On that happy note, we all got ready quickly and left for Cohb, about 30 minutes east of Cork by train. Yes, we took a train, which was really cool! :) Cohb is the seaport that the Titanic left from on that ill-fated maiden voyage. It was a beautiful town! And look what we saw!!

That's the Voyager of the Seas, the Cruise ship, the exact cruise ship, we took in January! Here, in Cohb, Ireland!!! What are the chances?? Hahaha, we couldn't avoid thinking about it the entire time in Cobh, because it's this HUGE ship just sitting in the harbor. Hehe, anyways...

We mainly visited this gigantic cathedral in Cohb, St. Coleman's Cathedral. It's 210 feet long and 120 feet tall at the highest point. But that doesn't say much of anything about the grandeur of the architecture and stained-glass windows. Oh, gorgeous!

It was so cute too, cause they were having a Catholic School class made just of little girls (like 9 or 10 years old, maybe younger), all preparing for a Primary Program type thing this coming Sunday. And they sang the cutest song about Jesus and how they loved him (I think...). Either way it was way cool hearing the little girls' voices filling the HUGE cathedral while we were just sitting there. :)

Then we finished our time in Cohb with some ice cream (no fish 'n chips yet - too expensive), almost lost one of our basses, then hopped on the 3:30 train to get back to Cork. We got back to the hotel quickly (4:30 or so), picked up dinner on the way (hot sandwiches, only €6 each, and delicious!), then got ready in our tuxes and dresses, and left at 5:45 to get to the venue of our first formal concert, in St. Michael's Church in Blackrock (suburb of Cork). We rehearsed, then had our concert at 8pm. It was fabulous! I was even surprised by Dr. Staheli asking me to sing a solo I had no idea I was even on the list for. :) It went great, too. Everbody was doing their best to show expression on their faces and really tell the story they were singing about in each piece. Afterwards everybody's faces were hurting from smiling so much! Hahaha. But the concert was great. Probably one of the best we've ever had, and far better than our Bon Voyage concert last weekend, even though that was great, too. Sister Hall said our faces and our eyes were so much better, and that was what contributed the most to the improved sound. :)

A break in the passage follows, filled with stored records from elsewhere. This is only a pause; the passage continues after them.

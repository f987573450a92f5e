//! In-memory datastores for exercising the migrators without a database.

use std::collections::{HashMap, HashSet};
use std::sync::Mutex;

use async_trait::async_trait;

use super::{DatastoreError, DestinationDatabase, SourceDatabase, SourceRow};
use crate::records::{AssetKind, AssetRow, Record, RecordKind};

#[derive(Default)]
pub struct MemorySource {
    tables: HashMap<RecordKind, Vec<Record>>,
    unreachable: bool,
}

impl MemorySource {
    pub fn new() -> Self {
        Self::default()
    }

    pub fn unreachable() -> Self {
        Self {
            unreachable: true,
            ..Self::default()
        }
    }

    pub fn with(mut self, rows: Vec<Record>) -> Self {
        for row in rows {
            self.tables.entry(row.kind()).or_default().push(row);
        }
        self
    }
}

#[async_trait]
impl SourceDatabase for MemorySource {
    async fn fetch_all(&self, kind: RecordKind) -> Result<Vec<SourceRow>, DatastoreError> {
        if self.unreachable {
            return Err(DatastoreError::Unreachable("unable to open database file".into()));
        }
        self.tables
            .get(&kind)
            .map(|rows| rows.iter().cloned().map(Ok).collect())
            .ok_or_else(|| DatastoreError::MissingTable(kind.source_table().to_string()))
    }

    async fn close(&self) {}
}

#[derive(Debug, Clone, Default)]
pub struct DestinationState {
    pub records: Vec<Record>,
    pub assets: HashMap<AssetKind, Vec<AssetRow>>,
    /// Gallery `src` column, keyed by row id.
    pub legacy_src: HashMap<String, String>,
    pub missing_tables: HashSet<&'static str>,
    /// Inserts whose unique key is listed here fail with a generic query error.
    pub failing_inserts: HashSet<String>,
    /// Repoints for these row ids fail with a generic query error.
    pub failing_repoints: HashSet<String>,
    pub unreachable: bool,
    pub closed: bool,
}

impl DestinationState {
    pub fn count(&self, kind: RecordKind) -> usize {
        self.records.iter().filter(|r| r.kind() == kind).count()
    }

    pub fn asset(&self, kind: AssetKind, id: &str) -> Option<&AssetRow> {
        self.assets.get(&kind)?.iter().find(|r| r.id == id)
    }
}

#[derive(Default)]
pub struct MemoryDestination {
    state: Mutex<DestinationState>,
}

fn query_error(what: &str) -> DatastoreError {
    DatastoreError::Query(sqlx::Error::Protocol(what.to_string()))
}

impl MemoryDestination {
    pub fn new() -> Self {
        Self::default()
    }

    pub fn with_records(self, rows: Vec<Record>) -> Self {
        self.state.lock().unwrap().records.extend(rows);
        self
    }

    pub fn with_assets(self, kind: AssetKind, rows: Vec<AssetRow>) -> Self {
        {
            let mut state = self.state.lock().unwrap();
            for row in &rows {
                if kind.mirrors_legacy_src() {
                    if let Some(url) = &row.url {
                        state.legacy_src.insert(row.id.clone(), url.clone());
                    }
                }
            }
            state.assets.entry(kind).or_default().extend(rows);
        }
        self
    }

    pub fn unreachable(self) -> Self {
        self.state.lock().unwrap().unreachable = true;
        self
    }

    pub fn without_table(self, table: &'static str) -> Self {
        self.state.lock().unwrap().missing_tables.insert(table);
        self
    }

    pub fn failing_insert(self, unique_key: &str) -> Self {
        self.state
            .lock()
            .unwrap()
            .failing_inserts
            .insert(unique_key.to_string());
        self
    }

    pub fn failing_repoint(self, id: &str) -> Self {
        self.state
            .lock()
            .unwrap()
            .failing_repoints
            .insert(id.to_string());
        self
    }

    pub fn snapshot(&self) -> DestinationState {
        self.state.lock().unwrap().clone()
    }

    fn check_table(state: &DestinationState, table: &'static str) -> Result<(), DatastoreError> {
        if state.missing_tables.contains(table) {
            return Err(DatastoreError::MissingTable(table.to_string()));
        }
        Ok(())
    }

    fn row_mut<'a>(
        state: &'a mut DestinationState,
        kind: AssetKind,
        id: &str,
    ) -> Result<&'a mut AssetRow, DatastoreError> {
        state
            .assets
            .get_mut(&kind)
            .and_then(|rows| rows.iter_mut().find(|r| r.id == id))
            .ok_or_else(|| DatastoreError::RowNotFound {
                table: kind.table(),
                id: id.to_string(),
            })
    }
}

#[async_trait]
impl DestinationDatabase for MemoryDestination {
    async fn ping(&self) -> Result<(), DatastoreError> {
        if self.state.lock().unwrap().unreachable {
            return Err(DatastoreError::Unreachable("connection refused".into()));
        }
        Ok(())
    }

    async fn insert_record(&self, record: &Record) -> Result<(), DatastoreError> {
        let mut state = self.state.lock().unwrap();
        Self::check_table(&state, record.kind().destination_table())?;
        let key = record.unique_key();
        if let Some(key) = &key {
            if state.failing_inserts.contains(key) {
                return Err(query_error("null value in column violates not-null constraint"));
            }
            let duplicate = state
                .records
                .iter()
                .any(|r| r.kind() == record.kind() && r.unique_key().as_ref() == Some(key));
            if duplicate {
                return Err(DatastoreError::UniqueViolation {
                    constraint: Some(format!("{}_key", record.kind().destination_table())),
                });
            }
        }
        state.records.push(record.clone());
        Ok(())
    }

    async fn asset_candidates(&self, kind: AssetKind) -> Result<Vec<AssetRow>, DatastoreError> {
        let state = self.state.lock().unwrap();
        Self::check_table(&state, kind.table())?;
        let mut rows: Vec<AssetRow> = state
            .assets
            .get(&kind)
            .map(|rows| rows.iter().filter(|r| r.is_candidate()).cloned().collect())
            .unwrap_or_default();
        rows.sort_by(|a, b| a.id.cmp(&b.id));
        Ok(rows)
    }

    async fn mark_pending(
        &self,
        kind: AssetKind,
        id: &str,
        storage_path: &str,
    ) -> Result<(), DatastoreError> {
        let mut state = self.state.lock().unwrap();
        Self::check_table(&state, kind.table())?;
        Self::row_mut(&mut state, kind, id)?.storage_path = Some(storage_path.to_string());
        Ok(())
    }

    async fn repoint_asset(
        &self,
        kind: AssetKind,
        id: &str,
        url: &str,
        storage_path: &str,
    ) -> Result<(), DatastoreError> {
        let mut state = self.state.lock().unwrap();
        Self::check_table(&state, kind.table())?;
        if state.failing_repoints.contains(id) {
            return Err(query_error("canceling statement due to statement timeout"));
        }
        let row = Self::row_mut(&mut state, kind, id)?;
        row.url = Some(url.to_string());
        row.storage_path = Some(storage_path.to_string());
        if kind.mirrors_legacy_src() {
            state.legacy_src.insert(id.to_string(), url.to_string());
        }
        Ok(())
    }

    async fn close(&self) {
        self.state.lock().unwrap().closed = true;
    }
}
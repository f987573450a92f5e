//! Upload adapter: the single boundary between asset migration and the store.

use std::path::{Path, PathBuf};
use tracing::debug;

use super::{ObjectStore, StoreError};

/// Cache hint sent with every upload.
pub const CACHE_CONTROL: &str = "max-age=3600";

#[derive(Debug, Clone, PartialEq, Eq)]
pub struct UploadedObject {
    /// Public URL of the object.
    pub url: String,
    /// Object key inside the bucket, as echoed by the store.
    pub path: String,
}

#[derive(Debug, thiserror::Error)]
pub enum UploadError {
    #[error("local file not found: {}", .0.display())]
    FileNotFound(PathBuf),

    #[error("bucket \"{0}\" does not exist; create it in the storage dashboard first")]
    BucketNotFound(String),

    #[error("failed to read {}: {source}", .path.display())]
    ReadFile {
        path: PathBuf,
        #[source]
        source: std::io::Error,
    },

    #[error(transparent)]
    Store(#[from] StoreError),
}

/// MIME type from the file extension; unknown extensions are treated as JPEG.
pub fn content_type_for(path: &Path) -> &'static str {
    let ext = path
        .extension()
        .and_then(|e| e.to_str())
        .map(|e| e.to_ascii_lowercase());
    match ext.as_deref() {
        Some("jpg") | Some("jpeg") => "image/jpeg",
        Some("png") => "image/png",
        Some("webp") => "image/webp",
        Some("gif") => "image/gif",
        _ => "image/jpeg",
    }
}

/// Read `local_path` and upsert it to `bucket/remote_path`.
///
/// Fails without uploading when the file is missing or the bucket does not
/// exist. Never retries.
pub async fn upload_file(
    store: &dyn ObjectStore,
    local_path: &Path,
    bucket: &str,
    remote_path: &str,
) -> Result<UploadedObject, UploadError> {
    if !tokio::fs::try_exists(local_path).await.unwrap_or(false) {
        return Err(UploadError::FileNotFound(local_path.to_path_buf()));
    }

    let buckets = store.list_buckets().await?;
    if !buckets.iter().any(|b| b == bucket) {
        return Err(UploadError::BucketNotFound(bucket.to_string()));
    }

    let body = tokio::fs::read(local_path)
        .await
        .map_err(|source| UploadError::ReadFile {
            path: local_path.to_path_buf(),
            source,
        })?;
    let content_type = content_type_for(local_path);
    debug!(bucket, remote_path, content_type, "upload");

    let path = store
        .put_object(bucket, remote_path, body, content_type, CACHE_CONTROL)
        .await?;
    let url = store.public_url(bucket, &path);
    Ok(UploadedObject { url, path })
}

Oh, and the Irish people! After the concert we talked and talked and talked with this one Irish gentleman who told us all about his life as a global manager for an American company (he never specified) based in Chicago, the "training meetings" they had during 3-day rafting trips on the Colorado River, or 4-day Safaris in Africa, about how he worked on a radio station in Cork for a few years, and all this he tied into the effect of music on people. He was a great guy. :) We talked to a woman who was all tears and handshakes, men who were all smiles and handshakes, and acknowledged many who just smiled and thanked us.

Angie and I realized how much we're going to miss giving concerts and expressing our love of music to people. We're determined to make this last tour the best we can make it and really (no no...really really) make the best of each individual concert. Cause we're never gonna give concerts in this capacity again. And it's going to be really sad. :(

So, that's our day in a nutshell. It was a fabulous, rainy-turned-sunny day here in Cork and Cohb, Ireland, and we can't wait for tomorrow. We have our competition!!!! We'll let you know how that goes! :) Love you all!!